## DATA UNDER STUDY

↓

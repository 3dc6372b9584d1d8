use sea_orm::entity::prelude::*;

#[derive(Clone, Debug, PartialEq, DeriveEntityModel)]
#[sea_orm(table_name = "t_institucion")]
pub struct Model {
    #[sea_orm(primary_key)]
    pub id: i32,
    pub nombre: String,
    pub orientacion: Option<String>,
    pub carrera: Option<String>,
    pub resolucion: Option<String>,
    pub modalidad: Option<String>,
    pub cueanexo: Option<i32>,
    pub domicilio: Option<String>,
    pub localidad: Option<String>,
    pub departamento: Option<String>,
    pub region: Option<String>,
    pub ambito: Option<String>,
}

#[derive(Copy, Clone, Debug, EnumIter, DeriveRelation)]
pub enum Relation {
    #[sea_orm(has_many = "super::titulo::Entity")]
    Titulo,
}

impl Related<super::titulo::Entity> for Entity {
    fn to() -> RelationDef {
        Relation::Titulo.def()
    }
}

impl ActiveModelBehavior for ActiveModel {}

↑

Please filter the listing down to lines that include the word "String".

    pub nombre: String,
    pub orientacion: Option<String>,
    pub carrera: Option<String>,
    pub resolucion: Option<String>,
    pub modalidad: Option<String>,
    pub domicilio: Option<String>,
    pub localidad: Option<String>,
    pub departamento: Option<String>,
    pub region: Option<String>,
    pub ambito: Option<String>,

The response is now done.